Our study identified that CVACT primarily occurs in younger and middle-aged individuals (mean age 44 years, range 4–75 years), consistent with previous research findings [5,23,40]. The highest incidence of CV in patients with aSAH was observed in the 50–57-year age group [41,42], contrasting with results from Malinova et al., who, through multivariate analysis, found the highest risk among individuals under 38 years [43]. Other studies have similarly observed that vasospasm in subarachnoid hemorrhage tends to occur at younger ages. This phenomenon is attributed to heightened vascular sensitivity and reactivity to vasodilators and vasoconstrictors in younger individuals.
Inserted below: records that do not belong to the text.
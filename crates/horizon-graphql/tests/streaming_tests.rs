//! Streaming transport tests against a local graphql-transport-ws server.

use std::sync::atomic::{AtomicUsize, Ordering};
use std::sync::Arc;
use std::time::Duration;

use futures_util::{SinkExt, StreamExt};
use parking_lot::Mutex;
use serde_json::{json, Value};
use tokio::net::{TcpListener, TcpStream};
use tokio_tungstenite::tungstenite::handshake::server::{Request, Response};
use tokio_tungstenite::tungstenite::Message;
use tokio_tungstenite::WebSocketStream;

use horizon_graphql::transport::StreamingTransport;
use horizon_graphql::{
    KeepAliveConfig, Operation, SharedToken, StaticToken, StreamingConfig, SubscriptionMessage,
};

/// What the test server does with client frames.
#[derive(Debug, Clone, Default)]
struct ServerBehavior {
    answer_pings: bool,
    next_on_subscribe: bool,
    complete_on_subscribe: bool,
    error_on_subscribe: bool,
    /// Pause between `connection_init` and the ack.
    ack_delay_ms: u64,
    /// Acknowledge every `connection_init` twice.
    double_ack: bool,
}

/// Everything the test server observed.
#[derive(Debug, Default)]
struct ServerLog {
    connections: AtomicUsize,
    init_payloads: Mutex<Vec<Value>>,
    /// (connection number, subscription id) per subscribe frame.
    subscribes: Mutex<Vec<(usize, String)>>,
}

async fn spawn_server(behavior: ServerBehavior) -> (String, Arc<ServerLog>) {
    let listener = TcpListener::bind("127.0.0.1:0").await.expect("bind listener");
    let addr = listener.local_addr().expect("local addr");
    let log = Arc::new(ServerLog::default());

    let accept_log = Arc::clone(&log);
    tokio::spawn(async move {
        loop {
            let Ok((stream, _)) = listener.accept().await else {
                break;
            };
            let behavior = behavior.clone();
            let log = Arc::clone(&accept_log);
            tokio::spawn(async move {
                // the client requests the graphql-transport-ws subprotocol and
                // fails any handshake whose 101 response does not echo it
                let negotiate = |_request: &Request, mut response: Response| {
                    response.headers_mut().insert(
                        "Sec-WebSocket-Protocol",
                        http::HeaderValue::from_static("graphql-transport-ws"),
                    );
                    Ok(response)
                };
                let Ok(ws) = tokio_tungstenite::accept_hdr_async(stream, negotiate).await else {
                    return;
                };
                serve_connection(ws, behavior, log).await;
            });
        }
    });

    (format!("ws://{addr}/graphql"), log)
}

async fn serve_connection(
    ws: WebSocketStream<TcpStream>,
    behavior: ServerBehavior,
    log: Arc<ServerLog>,
) {
    let connection = log.connections.fetch_add(1, Ordering::SeqCst) + 1;
    let (mut write, mut read) = ws.split();

    while let Some(Ok(message)) = read.next().await {
        let Message::Text(text) = message else {
            continue;
        };
        let Ok(frame) = serde_json::from_str::<Value>(&text) else {
            continue;
        };
        match frame["type"].as_str() {
            Some("connection_init") => {
                log.init_payloads.lock().push(frame["payload"].clone());
                if behavior.ack_delay_ms > 0 {
                    tokio::time::sleep(Duration::from_millis(behavior.ack_delay_ms)).await;
                }
                let ack = json!({"type": "connection_ack"});
                let _ = write.send(Message::Text(ack.to_string().into())).await;
                if behavior.double_ack {
                    let ack = json!({"type": "connection_ack"});
                    let _ = write.send(Message::Text(ack.to_string().into())).await;
                }
            }
            Some("ping") => {
                if behavior.answer_pings {
                    let pong = json!({"type": "pong"});
                    let _ = write.send(Message::Text(pong.to_string().into())).await;
                }
            }
            Some("subscribe") => {
                let id = frame["id"].as_str().unwrap_or_default().to_string();
                log.subscribes.lock().push((connection, id.clone()));
                if behavior.next_on_subscribe {
                    let next = json!({
                        "type": "next",
                        "id": id,
                        "payload": {"data": {"tick": connection}}
                    });
                    let _ = write.send(Message::Text(next.to_string().into())).await;
                }
                if behavior.error_on_subscribe {
                    let error = json!({
                        "type": "error",
                        "id": id,
                        "payload": [{"message": "denied"}]
                    });
                    let _ = write.send(Message::Text(error.to_string().into())).await;
                } else if behavior.complete_on_subscribe {
                    let complete = json!({"type": "complete", "id": id});
                    let _ = write.send(Message::Text(complete.to_string().into())).await;
                }
            }
            _ => {}
        }
    }
}

fn quick_config(url: &str) -> StreamingConfig {
    StreamingConfig {
        url: url.to_string(),
        connection_timeout: Duration::from_secs(5),
        reconnect_delay: Duration::from_millis(50),
        keep_alive: KeepAliveConfig {
            interval: Duration::from_millis(50),
            pong_timeout: Duration::from_millis(100),
        },
    }
}

/// Polls a condition until it holds or the deadline passes.
async fn wait_for(deadline: Duration, mut condition: impl FnMut() -> bool) -> bool {
    let start = tokio::time::Instant::now();
    while start.elapsed() < deadline {
        if condition() {
            return true;
        }
        tokio::time::sleep(Duration::from_millis(20)).await;
    }
    condition()
}

#[tokio::test]
async fn test_subscription_receives_data() {
    let (url, log) = spawn_server(ServerBehavior {
        answer_pings: true,
        next_on_subscribe: true,
        ..Default::default()
    })
    .await;

    let transport =
        StreamingTransport::new(quick_config(&url), Arc::new(StaticToken::anonymous()));
    let mut stream = transport
        .subscribe(Operation::subscription("subscription { tick }"))
        .await
        .expect("subscribe");

    let message = stream.next().await.expect("first message");
    let SubscriptionMessage::Data(response) = message else {
        panic!("expected data, got {message:?}");
    };
    assert_eq!(response.raw_data().unwrap()["tick"], 1);

    // anonymous sessions send no payload with connection_init
    assert!(log.init_payloads.lock()[0].is_null());
}

#[tokio::test]
async fn test_credential_in_connection_init() {
    let (url, log) = spawn_server(ServerBehavior {
        answer_pings: true,
        next_on_subscribe: true,
        ..Default::default()
    })
    .await;

    let transport =
        StreamingTransport::new(quick_config(&url), Arc::new(StaticToken::new("secret-token")));
    let mut stream = transport
        .subscribe(Operation::subscription("subscription { tick }"))
        .await
        .expect("subscribe");
    stream.next().await.expect("first message");

    let payloads = log.init_payloads.lock();
    assert_eq!(payloads[0]["Authorization"], "Bearer secret-token");
}

#[tokio::test]
async fn test_missed_pong_terminates_and_resubscribes() {
    // the server acknowledges but never answers pings
    let (url, log) = spawn_server(ServerBehavior::default()).await;

    let transport =
        StreamingTransport::new(quick_config(&url), Arc::new(StaticToken::anonymous()));
    let _stream = transport
        .subscribe(Operation::subscription("subscription { tick }"))
        .await
        .expect("subscribe");

    let reconnected = wait_for(Duration::from_secs(5), || {
        log.connections.load(Ordering::SeqCst) >= 2
    })
    .await;
    assert!(reconnected, "expected a reconnect after the missed pong");

    let resubscribed = wait_for(Duration::from_secs(5), || {
        let subscribes = log.subscribes.lock();
        subscribes.iter().any(|(connection, _)| *connection == 1)
            && subscribes.iter().any(|(connection, _)| *connection >= 2)
    })
    .await;
    assert!(resubscribed, "expected the subscription to be re-issued");

    // same protocol id across sessions
    let subscribes = log.subscribes.lock();
    let first_id = &subscribes[0].1;
    assert!(subscribes.iter().all(|(_, id)| id == first_id));
}

#[tokio::test]
async fn test_answered_pings_keep_the_connection() {
    let (url, log) = spawn_server(ServerBehavior {
        answer_pings: true,
        ..Default::default()
    })
    .await;

    let transport =
        StreamingTransport::new(quick_config(&url), Arc::new(StaticToken::anonymous()));
    let _stream = transport
        .subscribe(Operation::subscription("subscription { tick }"))
        .await
        .expect("subscribe");

    // several full ping cycles
    tokio::time::sleep(Duration::from_millis(400)).await;
    assert_eq!(log.connections.load(Ordering::SeqCst), 1);
    assert_eq!(transport.active_subscriptions(), 1);
}

#[tokio::test]
async fn test_credential_consulted_fresh_on_reconnect() {
    // unanswered pings force a reconnect cycle
    let (url, log) = spawn_server(ServerBehavior::default()).await;

    let token = SharedToken::new();
    token.set("first");
    let transport = StreamingTransport::new(quick_config(&url), Arc::new(token.clone()));
    let _stream = transport
        .subscribe(Operation::subscription("subscription { tick }"))
        .await
        .expect("subscribe");

    assert!(
        wait_for(Duration::from_secs(5), || !log.init_payloads.lock().is_empty()).await,
        "expected a first connection"
    );
    token.set("second");

    assert!(
        wait_for(Duration::from_secs(5), || log.init_payloads.lock().len() >= 2).await,
        "expected a reconnect"
    );

    let payloads = log.init_payloads.lock();
    assert_eq!(payloads[0]["Authorization"], "Bearer first");
    assert_eq!(
        payloads.last().unwrap()["Authorization"],
        "Bearer second"
    );
}

#[tokio::test]
async fn test_last_drop_closes_then_new_subscribe_reconnects() {
    let (url, log) = spawn_server(ServerBehavior {
        answer_pings: true,
        next_on_subscribe: true,
        ..Default::default()
    })
    .await;

    let transport =
        StreamingTransport::new(quick_config(&url), Arc::new(StaticToken::anonymous()));

    let mut stream = transport
        .subscribe(Operation::subscription("subscription { tick }"))
        .await
        .expect("subscribe");
    stream.next().await.expect("first message");
    drop(stream);

    assert!(
        wait_for(Duration::from_secs(5), || transport.active_subscriptions() == 0).await,
        "expected the registry to empty after the drop"
    );

    let mut stream = transport
        .subscribe(Operation::subscription("subscription { tick }"))
        .await
        .expect("resubscribe");
    let message = stream.next().await.expect("message on new connection");
    let SubscriptionMessage::Data(response) = message else {
        panic!("expected data, got {message:?}");
    };
    // served by a second connection
    assert_eq!(response.raw_data().unwrap()["tick"], 2);
    assert_eq!(log.connections.load(Ordering::SeqCst), 2);
}

#[tokio::test]
async fn test_repeated_ack_does_not_reissue_subscriptions() {
    let (url, log) = spawn_server(ServerBehavior {
        answer_pings: true,
        double_ack: true,
        ..Default::default()
    })
    .await;

    let transport =
        StreamingTransport::new(quick_config(&url), Arc::new(StaticToken::anonymous()));
    let _stream = transport
        .subscribe(Operation::subscription("subscription { tick }"))
        .await
        .expect("subscribe");

    assert!(
        wait_for(Duration::from_secs(5), || !log.subscribes.lock().is_empty()).await,
        "expected the subscription to reach the wire"
    );
    // leave room for the second ack to (wrongly) trigger another replay
    tokio::time::sleep(Duration::from_millis(100)).await;

    let subscribes = log.subscribes.lock();
    assert_eq!(subscribes.len(), 1, "the second ack reissued the subscription");
}

#[tokio::test]
async fn test_subscribe_during_connection_setup_is_issued_once() {
    let (url, log) = spawn_server(ServerBehavior {
        answer_pings: true,
        ack_delay_ms: 100,
        ..Default::default()
    })
    .await;

    let transport =
        StreamingTransport::new(quick_config(&url), Arc::new(StaticToken::anonymous()));
    let first = transport
        .subscribe(Operation::subscription("subscription { alpha }"))
        .await
        .expect("first subscribe");
    // lands while the connection is still waiting for its ack, so its
    // command and the ack replay race for the same id
    tokio::time::sleep(Duration::from_millis(30)).await;
    let second = transport
        .subscribe(Operation::subscription("subscription { beta }"))
        .await
        .expect("second subscribe");

    assert!(
        wait_for(Duration::from_secs(5), || log.subscribes.lock().len() >= 2).await,
        "expected both subscriptions to reach the wire"
    );
    tokio::time::sleep(Duration::from_millis(100)).await;

    let subscribes = log.subscribes.lock();
    assert_eq!(subscribes.len(), 2);
    let mut ids: Vec<&str> = subscribes.iter().map(|(_, id)| id.as_str()).collect();
    ids.sort_unstable();
    ids.dedup();
    assert_eq!(ids.len(), 2, "a subscription id went out more than once");
    assert!(ids.contains(&first.id()));
    assert!(ids.contains(&second.id()));
}

#[tokio::test]
async fn test_server_complete_finishes_stream() {
    let (url, _log) = spawn_server(ServerBehavior {
        answer_pings: true,
        next_on_subscribe: true,
        complete_on_subscribe: true,
        ..Default::default()
    })
    .await;

    let transport =
        StreamingTransport::new(quick_config(&url), Arc::new(StaticToken::anonymous()));
    let mut stream = transport
        .subscribe(Operation::subscription("subscription { tick }"))
        .await
        .expect("subscribe");

    assert!(matches!(
        stream.next().await,
        Some(SubscriptionMessage::Data(_))
    ));
    assert!(matches!(
        stream.next().await,
        Some(SubscriptionMessage::Complete)
    ));
    assert!(stream.next().await.is_none());
    assert_eq!(transport.active_subscriptions(), 0);
}

#[tokio::test]
async fn test_server_error_fails_stream() {
    let (url, _log) = spawn_server(ServerBehavior {
        answer_pings: true,
        error_on_subscribe: true,
        ..Default::default()
    })
    .await;

    let transport =
        StreamingTransport::new(quick_config(&url), Arc::new(StaticToken::anonymous()));
    let mut stream = transport
        .subscribe(Operation::subscription("subscription { tick }"))
        .await
        .expect("subscribe");

    let message = stream.next().await.expect("error message");
    let SubscriptionMessage::Error(reason) = message else {
        panic!("expected error, got {message:?}");
    };
    assert_eq!(reason, "denied");
    assert!(stream.next().await.is_none());
}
In contrast, with advancing age, the vascular response decreases, likely due to endothelial dysfunction involving endothelin-1 (ET1), a factor influenced by conditions such as hypertension, atherosclerosis, and chronic kidney disease, which contribute to vascular rigidity and a “spasmogenic” state [43,44]. Notably, smoking from a young age appears to provide some protection against vasospasm in later years. Smoking may promote ET1 production, decrease nitric oxide (NO) bioavailability, induce endothelial dysfunction, and accelerate atherosclerosis and loss of vascular elasticity, progressively impairing vasodilation. In cerebral vessels, smoking may lead to vessel narrowing and endothelial layer loss [43,45].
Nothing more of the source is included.